### WHAT THIS TASK INVOLVES
Return each line of the listing that has the word "input" in it.

### DATA SHOWN

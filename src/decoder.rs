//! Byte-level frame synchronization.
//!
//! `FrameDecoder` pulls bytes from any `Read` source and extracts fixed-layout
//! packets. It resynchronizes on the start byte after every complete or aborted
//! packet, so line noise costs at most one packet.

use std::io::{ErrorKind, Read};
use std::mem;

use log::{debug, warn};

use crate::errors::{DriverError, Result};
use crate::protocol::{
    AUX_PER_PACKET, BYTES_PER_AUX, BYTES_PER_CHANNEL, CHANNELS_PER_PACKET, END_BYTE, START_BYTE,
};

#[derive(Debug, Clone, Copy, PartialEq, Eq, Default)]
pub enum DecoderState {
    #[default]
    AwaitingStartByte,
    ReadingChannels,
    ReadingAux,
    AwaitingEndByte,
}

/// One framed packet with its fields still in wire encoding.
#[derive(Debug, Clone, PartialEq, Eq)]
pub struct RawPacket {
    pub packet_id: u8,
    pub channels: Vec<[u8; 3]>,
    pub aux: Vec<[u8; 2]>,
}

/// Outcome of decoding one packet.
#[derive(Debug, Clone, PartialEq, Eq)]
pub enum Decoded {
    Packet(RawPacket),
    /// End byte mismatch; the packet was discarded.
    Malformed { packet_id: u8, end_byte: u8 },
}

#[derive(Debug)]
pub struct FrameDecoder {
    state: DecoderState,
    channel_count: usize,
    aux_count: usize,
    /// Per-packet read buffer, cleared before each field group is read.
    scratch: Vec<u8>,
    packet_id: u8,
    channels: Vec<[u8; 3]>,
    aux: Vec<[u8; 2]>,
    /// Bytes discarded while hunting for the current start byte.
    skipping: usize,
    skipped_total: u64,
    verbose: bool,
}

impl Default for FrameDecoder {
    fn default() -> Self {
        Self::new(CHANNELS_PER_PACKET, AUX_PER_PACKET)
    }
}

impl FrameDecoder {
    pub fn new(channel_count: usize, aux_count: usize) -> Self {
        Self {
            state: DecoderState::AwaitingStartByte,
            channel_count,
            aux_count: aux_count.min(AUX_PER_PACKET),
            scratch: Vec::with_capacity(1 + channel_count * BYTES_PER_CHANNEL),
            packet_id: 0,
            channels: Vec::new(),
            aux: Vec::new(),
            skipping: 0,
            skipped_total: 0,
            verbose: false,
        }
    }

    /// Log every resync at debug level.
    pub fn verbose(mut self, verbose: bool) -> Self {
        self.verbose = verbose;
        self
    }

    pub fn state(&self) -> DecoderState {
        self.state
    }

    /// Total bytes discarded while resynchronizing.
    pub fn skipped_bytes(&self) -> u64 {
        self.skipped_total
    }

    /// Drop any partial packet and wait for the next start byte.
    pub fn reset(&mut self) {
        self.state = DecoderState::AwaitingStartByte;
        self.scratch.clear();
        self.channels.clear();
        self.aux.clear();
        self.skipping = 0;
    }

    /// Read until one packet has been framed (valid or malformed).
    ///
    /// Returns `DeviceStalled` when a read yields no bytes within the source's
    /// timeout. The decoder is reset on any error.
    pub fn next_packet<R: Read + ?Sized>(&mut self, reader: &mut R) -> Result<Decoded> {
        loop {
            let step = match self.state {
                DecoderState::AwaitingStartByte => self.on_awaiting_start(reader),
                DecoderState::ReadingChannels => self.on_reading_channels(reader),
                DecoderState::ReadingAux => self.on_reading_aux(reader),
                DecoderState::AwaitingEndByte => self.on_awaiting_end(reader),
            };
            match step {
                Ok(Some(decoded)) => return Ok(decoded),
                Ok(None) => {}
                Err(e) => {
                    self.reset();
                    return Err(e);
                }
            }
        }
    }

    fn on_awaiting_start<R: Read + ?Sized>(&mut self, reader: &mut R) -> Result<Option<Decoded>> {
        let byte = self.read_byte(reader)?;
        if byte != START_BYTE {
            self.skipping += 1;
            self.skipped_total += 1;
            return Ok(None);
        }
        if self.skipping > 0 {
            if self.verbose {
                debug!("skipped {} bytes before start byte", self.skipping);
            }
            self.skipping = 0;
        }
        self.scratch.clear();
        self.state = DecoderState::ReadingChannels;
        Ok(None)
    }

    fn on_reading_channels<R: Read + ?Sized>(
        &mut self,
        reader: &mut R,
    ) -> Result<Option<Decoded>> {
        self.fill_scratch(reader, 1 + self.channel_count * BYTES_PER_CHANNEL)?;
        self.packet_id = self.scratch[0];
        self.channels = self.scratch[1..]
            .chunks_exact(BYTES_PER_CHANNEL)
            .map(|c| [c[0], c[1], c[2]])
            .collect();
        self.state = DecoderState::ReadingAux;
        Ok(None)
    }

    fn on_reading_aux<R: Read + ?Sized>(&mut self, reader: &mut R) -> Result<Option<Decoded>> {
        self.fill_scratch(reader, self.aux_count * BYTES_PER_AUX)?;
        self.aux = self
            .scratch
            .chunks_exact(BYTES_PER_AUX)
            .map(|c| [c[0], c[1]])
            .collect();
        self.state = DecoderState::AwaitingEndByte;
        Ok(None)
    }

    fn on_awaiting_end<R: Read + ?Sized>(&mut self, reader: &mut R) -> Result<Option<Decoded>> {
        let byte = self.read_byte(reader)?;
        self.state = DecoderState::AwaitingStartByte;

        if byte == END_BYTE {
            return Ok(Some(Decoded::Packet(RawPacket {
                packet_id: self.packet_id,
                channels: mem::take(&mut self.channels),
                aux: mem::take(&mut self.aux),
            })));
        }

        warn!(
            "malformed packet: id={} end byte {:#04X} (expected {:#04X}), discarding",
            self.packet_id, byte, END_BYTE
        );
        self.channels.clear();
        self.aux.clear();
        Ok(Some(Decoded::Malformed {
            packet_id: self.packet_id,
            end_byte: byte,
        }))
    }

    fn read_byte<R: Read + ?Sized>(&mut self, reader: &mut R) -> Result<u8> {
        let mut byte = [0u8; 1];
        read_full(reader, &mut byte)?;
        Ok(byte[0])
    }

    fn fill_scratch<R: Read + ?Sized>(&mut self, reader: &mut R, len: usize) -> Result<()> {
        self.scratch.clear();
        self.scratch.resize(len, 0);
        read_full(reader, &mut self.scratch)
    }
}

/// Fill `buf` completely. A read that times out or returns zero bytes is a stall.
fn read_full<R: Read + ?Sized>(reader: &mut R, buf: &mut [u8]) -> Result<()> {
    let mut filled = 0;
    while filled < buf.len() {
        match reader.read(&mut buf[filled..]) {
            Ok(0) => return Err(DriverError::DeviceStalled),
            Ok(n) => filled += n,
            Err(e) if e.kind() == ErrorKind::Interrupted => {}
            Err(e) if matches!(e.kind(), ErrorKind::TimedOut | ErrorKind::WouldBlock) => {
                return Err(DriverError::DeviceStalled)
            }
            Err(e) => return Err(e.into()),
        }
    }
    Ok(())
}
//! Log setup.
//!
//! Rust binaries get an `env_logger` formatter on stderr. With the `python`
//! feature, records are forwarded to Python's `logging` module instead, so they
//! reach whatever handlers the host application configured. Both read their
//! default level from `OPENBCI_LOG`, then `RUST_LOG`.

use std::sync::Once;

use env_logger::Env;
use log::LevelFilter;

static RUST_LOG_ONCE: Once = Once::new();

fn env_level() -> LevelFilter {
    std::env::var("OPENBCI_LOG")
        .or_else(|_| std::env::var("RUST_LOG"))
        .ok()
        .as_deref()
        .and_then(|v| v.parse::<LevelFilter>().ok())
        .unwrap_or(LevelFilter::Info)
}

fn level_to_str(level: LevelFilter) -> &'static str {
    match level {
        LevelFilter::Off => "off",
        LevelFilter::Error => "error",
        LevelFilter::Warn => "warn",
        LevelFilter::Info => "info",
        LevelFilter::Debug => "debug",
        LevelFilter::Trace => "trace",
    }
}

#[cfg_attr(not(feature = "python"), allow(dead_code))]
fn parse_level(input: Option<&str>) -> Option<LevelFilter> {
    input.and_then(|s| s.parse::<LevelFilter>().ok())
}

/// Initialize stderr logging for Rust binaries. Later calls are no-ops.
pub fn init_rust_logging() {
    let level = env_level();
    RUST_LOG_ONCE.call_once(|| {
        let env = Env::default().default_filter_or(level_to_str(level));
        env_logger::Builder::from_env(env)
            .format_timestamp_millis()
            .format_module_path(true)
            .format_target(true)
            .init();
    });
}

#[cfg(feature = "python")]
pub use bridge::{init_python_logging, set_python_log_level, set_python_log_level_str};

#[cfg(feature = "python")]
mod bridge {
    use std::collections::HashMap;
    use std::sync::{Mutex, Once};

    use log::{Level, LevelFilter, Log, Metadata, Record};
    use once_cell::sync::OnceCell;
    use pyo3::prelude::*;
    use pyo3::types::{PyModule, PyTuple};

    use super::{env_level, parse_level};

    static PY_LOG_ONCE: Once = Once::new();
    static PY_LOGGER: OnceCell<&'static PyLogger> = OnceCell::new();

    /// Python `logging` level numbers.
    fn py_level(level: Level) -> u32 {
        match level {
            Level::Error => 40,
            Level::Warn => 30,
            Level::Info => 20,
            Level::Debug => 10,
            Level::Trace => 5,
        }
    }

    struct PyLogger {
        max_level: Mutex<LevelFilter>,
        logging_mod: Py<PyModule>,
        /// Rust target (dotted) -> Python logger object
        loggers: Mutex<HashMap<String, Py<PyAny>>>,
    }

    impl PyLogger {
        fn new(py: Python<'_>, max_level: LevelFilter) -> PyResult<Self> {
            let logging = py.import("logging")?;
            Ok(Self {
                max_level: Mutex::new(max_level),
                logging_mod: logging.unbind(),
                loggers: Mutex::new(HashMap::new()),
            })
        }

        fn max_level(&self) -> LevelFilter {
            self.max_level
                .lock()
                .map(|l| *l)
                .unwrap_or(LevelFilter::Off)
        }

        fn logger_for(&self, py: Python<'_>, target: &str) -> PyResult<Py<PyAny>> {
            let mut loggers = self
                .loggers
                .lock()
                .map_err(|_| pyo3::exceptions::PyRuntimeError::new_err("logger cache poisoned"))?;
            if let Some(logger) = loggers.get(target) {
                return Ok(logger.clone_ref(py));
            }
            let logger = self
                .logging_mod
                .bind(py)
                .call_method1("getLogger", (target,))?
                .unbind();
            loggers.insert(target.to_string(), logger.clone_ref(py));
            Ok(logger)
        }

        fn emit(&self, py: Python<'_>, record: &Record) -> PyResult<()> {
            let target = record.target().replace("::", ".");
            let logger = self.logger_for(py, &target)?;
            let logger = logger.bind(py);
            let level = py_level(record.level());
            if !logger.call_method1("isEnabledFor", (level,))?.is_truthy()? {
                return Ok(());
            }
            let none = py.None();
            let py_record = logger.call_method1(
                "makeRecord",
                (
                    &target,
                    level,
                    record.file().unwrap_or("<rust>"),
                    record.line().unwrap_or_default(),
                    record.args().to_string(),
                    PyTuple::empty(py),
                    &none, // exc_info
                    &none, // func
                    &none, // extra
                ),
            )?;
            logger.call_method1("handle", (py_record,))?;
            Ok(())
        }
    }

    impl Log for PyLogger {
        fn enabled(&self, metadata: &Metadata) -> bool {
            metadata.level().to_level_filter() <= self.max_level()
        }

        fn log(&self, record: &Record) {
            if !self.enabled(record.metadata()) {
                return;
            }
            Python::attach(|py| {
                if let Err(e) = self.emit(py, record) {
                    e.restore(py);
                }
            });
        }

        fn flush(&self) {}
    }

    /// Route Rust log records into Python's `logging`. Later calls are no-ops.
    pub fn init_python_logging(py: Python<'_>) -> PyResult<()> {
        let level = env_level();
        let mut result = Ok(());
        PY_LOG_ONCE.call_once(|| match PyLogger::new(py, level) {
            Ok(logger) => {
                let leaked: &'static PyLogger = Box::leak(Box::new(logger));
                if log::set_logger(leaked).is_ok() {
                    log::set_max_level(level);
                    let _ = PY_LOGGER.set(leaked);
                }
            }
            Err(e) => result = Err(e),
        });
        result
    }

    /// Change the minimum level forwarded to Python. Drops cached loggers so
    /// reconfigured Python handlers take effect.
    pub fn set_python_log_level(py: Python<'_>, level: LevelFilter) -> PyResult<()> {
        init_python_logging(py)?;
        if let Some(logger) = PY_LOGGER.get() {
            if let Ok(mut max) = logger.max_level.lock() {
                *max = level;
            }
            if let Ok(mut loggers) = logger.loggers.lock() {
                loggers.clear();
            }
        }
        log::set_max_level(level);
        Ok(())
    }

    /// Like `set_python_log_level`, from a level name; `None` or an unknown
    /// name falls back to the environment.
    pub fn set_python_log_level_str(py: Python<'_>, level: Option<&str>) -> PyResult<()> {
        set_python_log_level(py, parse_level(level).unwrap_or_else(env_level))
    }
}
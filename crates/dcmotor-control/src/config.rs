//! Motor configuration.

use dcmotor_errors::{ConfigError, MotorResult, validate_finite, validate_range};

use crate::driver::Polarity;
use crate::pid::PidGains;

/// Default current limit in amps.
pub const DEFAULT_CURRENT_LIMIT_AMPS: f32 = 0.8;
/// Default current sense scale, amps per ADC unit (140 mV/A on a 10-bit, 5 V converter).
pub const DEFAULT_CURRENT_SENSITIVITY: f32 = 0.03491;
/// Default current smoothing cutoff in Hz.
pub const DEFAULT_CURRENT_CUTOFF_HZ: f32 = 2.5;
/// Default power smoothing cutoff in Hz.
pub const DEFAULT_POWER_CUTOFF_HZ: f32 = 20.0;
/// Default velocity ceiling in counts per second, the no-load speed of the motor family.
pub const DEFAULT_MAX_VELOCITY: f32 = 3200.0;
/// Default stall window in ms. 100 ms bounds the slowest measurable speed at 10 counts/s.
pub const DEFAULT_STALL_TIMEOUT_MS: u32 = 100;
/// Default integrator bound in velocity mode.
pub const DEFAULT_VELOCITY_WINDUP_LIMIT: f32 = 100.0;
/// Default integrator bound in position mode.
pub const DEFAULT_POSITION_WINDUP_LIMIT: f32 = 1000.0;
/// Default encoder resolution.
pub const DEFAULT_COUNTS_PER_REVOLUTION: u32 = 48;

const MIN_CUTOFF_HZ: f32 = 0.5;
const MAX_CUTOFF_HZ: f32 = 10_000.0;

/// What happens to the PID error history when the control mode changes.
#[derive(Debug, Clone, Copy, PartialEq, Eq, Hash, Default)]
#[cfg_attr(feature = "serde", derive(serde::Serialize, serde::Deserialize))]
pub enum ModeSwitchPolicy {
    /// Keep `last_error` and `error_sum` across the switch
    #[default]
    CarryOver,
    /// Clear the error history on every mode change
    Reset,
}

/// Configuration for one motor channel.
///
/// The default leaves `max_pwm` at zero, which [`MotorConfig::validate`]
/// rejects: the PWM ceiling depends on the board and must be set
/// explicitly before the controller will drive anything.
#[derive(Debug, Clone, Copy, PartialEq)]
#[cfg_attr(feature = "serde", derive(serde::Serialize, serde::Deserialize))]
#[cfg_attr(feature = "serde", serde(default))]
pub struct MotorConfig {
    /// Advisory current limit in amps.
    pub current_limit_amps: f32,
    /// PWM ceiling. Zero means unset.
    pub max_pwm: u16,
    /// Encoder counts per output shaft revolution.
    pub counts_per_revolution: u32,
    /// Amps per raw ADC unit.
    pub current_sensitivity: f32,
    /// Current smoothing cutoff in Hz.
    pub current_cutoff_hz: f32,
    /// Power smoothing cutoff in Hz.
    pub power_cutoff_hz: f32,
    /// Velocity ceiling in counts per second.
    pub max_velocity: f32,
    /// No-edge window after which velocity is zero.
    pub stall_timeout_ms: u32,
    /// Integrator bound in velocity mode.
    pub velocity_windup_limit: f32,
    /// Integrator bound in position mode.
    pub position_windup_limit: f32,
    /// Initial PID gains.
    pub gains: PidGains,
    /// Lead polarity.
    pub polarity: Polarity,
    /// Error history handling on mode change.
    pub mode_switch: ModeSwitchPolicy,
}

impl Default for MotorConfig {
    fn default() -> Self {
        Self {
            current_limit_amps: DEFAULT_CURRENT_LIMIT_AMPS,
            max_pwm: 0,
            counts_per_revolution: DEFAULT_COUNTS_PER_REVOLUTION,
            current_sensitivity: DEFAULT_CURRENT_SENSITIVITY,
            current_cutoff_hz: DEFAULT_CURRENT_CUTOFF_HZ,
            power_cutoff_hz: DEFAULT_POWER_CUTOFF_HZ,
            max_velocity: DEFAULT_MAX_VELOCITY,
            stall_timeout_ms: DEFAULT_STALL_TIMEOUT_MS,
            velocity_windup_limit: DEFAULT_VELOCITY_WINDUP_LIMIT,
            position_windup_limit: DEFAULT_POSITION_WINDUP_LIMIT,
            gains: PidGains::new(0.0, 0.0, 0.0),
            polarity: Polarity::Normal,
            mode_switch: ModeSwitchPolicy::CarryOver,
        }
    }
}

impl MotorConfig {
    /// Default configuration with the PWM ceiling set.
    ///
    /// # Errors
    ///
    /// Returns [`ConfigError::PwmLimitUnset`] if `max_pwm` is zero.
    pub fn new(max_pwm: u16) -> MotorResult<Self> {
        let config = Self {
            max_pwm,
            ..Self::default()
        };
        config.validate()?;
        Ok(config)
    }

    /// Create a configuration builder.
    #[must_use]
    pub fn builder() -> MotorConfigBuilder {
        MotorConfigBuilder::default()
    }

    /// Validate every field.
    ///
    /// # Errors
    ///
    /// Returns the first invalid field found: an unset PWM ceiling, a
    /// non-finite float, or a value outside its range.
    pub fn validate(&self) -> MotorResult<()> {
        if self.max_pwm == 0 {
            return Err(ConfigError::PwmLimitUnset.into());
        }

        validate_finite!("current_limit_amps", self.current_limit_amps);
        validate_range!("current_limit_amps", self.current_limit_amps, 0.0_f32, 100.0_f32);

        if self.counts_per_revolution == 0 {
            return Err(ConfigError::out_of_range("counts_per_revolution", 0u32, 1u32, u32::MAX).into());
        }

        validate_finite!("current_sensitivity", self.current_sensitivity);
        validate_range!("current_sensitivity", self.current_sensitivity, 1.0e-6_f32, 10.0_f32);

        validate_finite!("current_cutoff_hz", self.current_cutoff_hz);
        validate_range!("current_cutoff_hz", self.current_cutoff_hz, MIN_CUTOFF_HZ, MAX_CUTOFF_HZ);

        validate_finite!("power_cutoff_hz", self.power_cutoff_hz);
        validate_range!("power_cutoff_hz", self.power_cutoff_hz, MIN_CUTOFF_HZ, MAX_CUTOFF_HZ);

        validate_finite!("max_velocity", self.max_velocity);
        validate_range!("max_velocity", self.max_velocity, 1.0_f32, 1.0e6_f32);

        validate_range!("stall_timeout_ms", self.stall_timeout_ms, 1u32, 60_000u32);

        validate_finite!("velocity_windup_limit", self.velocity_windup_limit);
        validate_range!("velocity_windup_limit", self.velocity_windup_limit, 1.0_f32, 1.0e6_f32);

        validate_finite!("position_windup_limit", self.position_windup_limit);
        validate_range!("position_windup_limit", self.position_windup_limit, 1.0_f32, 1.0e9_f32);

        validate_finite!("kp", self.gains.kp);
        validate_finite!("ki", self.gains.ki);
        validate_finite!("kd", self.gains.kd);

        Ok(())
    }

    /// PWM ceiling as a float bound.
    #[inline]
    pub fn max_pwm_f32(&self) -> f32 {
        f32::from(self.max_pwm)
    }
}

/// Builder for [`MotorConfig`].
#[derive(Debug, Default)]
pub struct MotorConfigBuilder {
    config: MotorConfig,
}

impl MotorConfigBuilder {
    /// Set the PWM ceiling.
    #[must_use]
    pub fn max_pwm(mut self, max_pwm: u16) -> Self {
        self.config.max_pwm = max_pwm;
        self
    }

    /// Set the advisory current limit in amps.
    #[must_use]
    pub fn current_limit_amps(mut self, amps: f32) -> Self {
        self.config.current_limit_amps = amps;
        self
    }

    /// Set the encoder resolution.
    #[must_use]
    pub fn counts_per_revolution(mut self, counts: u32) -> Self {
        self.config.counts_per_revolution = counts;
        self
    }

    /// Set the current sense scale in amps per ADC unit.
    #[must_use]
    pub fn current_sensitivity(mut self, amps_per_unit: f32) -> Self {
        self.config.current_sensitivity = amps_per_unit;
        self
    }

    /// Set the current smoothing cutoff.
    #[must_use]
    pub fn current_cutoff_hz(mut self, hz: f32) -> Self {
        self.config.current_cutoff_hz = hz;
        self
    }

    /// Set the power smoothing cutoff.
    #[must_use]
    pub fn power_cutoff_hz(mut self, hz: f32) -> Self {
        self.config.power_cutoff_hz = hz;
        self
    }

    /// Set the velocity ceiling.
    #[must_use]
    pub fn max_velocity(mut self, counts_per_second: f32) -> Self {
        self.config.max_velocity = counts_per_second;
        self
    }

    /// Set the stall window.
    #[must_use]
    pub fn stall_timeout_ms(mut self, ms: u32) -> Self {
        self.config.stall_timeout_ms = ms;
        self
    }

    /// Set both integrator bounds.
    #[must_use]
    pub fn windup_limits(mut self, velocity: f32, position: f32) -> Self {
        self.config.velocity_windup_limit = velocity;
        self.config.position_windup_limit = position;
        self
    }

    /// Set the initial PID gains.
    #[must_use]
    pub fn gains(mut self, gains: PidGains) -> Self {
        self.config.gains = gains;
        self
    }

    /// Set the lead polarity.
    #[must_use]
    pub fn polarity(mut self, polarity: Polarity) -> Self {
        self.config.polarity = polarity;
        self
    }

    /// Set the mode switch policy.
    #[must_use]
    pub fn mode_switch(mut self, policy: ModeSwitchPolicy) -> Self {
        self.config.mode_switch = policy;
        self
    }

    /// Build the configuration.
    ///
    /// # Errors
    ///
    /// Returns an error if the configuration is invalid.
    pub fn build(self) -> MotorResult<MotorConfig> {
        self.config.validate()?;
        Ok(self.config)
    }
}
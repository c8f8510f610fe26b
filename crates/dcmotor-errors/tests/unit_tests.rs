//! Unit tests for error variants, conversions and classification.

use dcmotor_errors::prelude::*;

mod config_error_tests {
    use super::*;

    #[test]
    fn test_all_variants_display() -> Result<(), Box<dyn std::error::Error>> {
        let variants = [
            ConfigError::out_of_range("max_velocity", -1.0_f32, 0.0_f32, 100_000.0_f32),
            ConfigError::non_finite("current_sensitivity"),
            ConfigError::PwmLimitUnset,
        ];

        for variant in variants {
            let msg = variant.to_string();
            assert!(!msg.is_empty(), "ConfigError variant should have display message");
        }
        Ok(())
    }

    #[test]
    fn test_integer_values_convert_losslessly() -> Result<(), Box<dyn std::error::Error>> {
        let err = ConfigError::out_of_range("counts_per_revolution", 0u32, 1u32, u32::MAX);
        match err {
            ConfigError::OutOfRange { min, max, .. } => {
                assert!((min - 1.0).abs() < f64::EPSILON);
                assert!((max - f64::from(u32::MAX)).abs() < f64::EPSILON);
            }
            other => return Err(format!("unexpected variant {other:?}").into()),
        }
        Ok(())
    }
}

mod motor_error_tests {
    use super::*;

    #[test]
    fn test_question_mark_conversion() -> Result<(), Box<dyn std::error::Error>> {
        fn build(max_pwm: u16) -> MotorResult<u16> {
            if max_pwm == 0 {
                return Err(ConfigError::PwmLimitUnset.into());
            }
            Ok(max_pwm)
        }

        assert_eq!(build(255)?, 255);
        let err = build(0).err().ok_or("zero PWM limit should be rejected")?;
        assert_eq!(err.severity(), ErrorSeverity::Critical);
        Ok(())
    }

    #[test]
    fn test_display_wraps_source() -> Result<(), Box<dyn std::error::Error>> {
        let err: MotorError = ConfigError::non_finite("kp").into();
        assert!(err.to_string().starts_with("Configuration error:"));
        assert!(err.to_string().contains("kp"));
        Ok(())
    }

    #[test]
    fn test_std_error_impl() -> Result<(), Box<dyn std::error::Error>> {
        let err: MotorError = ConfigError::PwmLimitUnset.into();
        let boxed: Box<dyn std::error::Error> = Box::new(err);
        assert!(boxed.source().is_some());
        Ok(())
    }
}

### TASK SOLUTION
fn parse_level(input: Option<&str>) -> Option<LevelFilter> {
    input.and_then(|s| s.parse::<LevelFilter>().ok())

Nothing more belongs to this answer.